• What you need to do: Scan the records below for the string "crate" and return every line where it appears.
------ Record set
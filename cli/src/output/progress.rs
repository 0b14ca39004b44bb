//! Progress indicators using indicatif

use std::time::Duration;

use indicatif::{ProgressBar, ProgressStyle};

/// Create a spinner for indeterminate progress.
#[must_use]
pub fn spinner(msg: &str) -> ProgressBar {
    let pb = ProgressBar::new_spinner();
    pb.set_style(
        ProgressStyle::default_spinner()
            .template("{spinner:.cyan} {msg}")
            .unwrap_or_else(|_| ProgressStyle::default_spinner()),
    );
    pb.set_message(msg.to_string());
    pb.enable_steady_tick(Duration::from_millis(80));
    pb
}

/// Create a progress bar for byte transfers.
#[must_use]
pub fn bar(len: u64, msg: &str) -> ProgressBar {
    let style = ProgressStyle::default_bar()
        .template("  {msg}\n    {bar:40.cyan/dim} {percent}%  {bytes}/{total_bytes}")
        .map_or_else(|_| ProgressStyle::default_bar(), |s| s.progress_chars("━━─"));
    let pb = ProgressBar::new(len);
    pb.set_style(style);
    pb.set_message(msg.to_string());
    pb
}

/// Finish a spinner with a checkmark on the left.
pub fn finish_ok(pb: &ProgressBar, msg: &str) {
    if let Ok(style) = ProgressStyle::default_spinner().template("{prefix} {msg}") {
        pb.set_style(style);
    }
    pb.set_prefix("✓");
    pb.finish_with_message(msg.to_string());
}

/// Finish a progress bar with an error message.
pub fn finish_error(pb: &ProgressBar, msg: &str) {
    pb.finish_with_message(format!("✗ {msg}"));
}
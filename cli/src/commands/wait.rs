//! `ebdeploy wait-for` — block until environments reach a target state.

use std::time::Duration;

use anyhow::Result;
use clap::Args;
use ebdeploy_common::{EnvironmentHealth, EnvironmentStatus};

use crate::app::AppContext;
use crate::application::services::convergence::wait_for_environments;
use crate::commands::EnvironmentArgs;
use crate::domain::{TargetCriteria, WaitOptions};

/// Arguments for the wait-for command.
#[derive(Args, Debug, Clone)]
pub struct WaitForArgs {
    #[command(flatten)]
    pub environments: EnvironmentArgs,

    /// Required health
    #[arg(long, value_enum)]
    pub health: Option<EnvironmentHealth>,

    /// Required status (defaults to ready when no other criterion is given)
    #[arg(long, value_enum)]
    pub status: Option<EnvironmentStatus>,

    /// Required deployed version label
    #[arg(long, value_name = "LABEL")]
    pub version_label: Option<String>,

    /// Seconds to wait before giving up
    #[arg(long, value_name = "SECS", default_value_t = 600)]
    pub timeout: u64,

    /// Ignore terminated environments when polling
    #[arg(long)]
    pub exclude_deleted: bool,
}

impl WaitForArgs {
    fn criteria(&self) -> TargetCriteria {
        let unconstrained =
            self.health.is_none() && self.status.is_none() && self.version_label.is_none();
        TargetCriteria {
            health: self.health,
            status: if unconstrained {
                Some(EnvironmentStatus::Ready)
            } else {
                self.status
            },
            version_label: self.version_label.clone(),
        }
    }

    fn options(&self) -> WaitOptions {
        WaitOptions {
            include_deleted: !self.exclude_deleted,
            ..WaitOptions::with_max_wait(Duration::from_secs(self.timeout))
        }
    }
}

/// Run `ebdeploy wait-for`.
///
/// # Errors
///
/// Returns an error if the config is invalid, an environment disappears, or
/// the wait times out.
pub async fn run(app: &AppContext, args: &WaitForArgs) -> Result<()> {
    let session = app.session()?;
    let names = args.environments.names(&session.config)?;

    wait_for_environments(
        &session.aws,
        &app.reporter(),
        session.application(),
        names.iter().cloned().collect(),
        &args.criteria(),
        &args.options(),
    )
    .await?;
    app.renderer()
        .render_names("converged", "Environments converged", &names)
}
------------
------ Record set
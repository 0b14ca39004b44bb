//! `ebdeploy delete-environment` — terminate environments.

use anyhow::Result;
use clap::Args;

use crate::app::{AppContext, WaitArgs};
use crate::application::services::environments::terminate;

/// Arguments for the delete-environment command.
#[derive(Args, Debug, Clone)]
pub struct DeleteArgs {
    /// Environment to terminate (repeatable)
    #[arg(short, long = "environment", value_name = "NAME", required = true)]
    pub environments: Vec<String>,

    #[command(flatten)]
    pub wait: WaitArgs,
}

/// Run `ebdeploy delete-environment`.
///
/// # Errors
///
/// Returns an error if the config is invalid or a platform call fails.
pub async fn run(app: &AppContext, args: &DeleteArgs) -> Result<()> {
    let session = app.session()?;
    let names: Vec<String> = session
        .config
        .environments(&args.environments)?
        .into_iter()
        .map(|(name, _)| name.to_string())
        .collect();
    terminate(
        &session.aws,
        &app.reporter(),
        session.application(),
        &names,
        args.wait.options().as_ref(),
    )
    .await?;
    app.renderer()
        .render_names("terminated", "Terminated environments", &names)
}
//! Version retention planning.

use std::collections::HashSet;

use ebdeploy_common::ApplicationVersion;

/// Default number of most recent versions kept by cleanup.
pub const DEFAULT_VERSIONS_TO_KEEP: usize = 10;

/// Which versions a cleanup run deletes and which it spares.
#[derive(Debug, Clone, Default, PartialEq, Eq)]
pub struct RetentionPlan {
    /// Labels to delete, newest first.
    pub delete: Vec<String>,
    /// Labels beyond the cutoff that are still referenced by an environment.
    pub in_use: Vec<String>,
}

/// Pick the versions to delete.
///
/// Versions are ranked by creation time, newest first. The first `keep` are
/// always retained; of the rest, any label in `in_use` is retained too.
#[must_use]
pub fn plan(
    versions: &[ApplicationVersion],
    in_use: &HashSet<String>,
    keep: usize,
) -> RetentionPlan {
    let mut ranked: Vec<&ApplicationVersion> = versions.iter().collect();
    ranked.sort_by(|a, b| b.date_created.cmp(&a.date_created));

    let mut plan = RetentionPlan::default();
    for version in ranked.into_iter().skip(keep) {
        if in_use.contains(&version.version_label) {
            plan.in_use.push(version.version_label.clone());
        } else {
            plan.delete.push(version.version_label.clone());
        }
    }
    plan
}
------------
• Solution below:
use crate::app::AppContext;
use crate::application::services::convergence::wait_for_environments;
use crate::commands::EnvironmentArgs;
use crate::domain::{TargetCriteria, WaitOptions};
use crate::app::{AppContext, WaitArgs};
use crate::application::services::environments::terminate;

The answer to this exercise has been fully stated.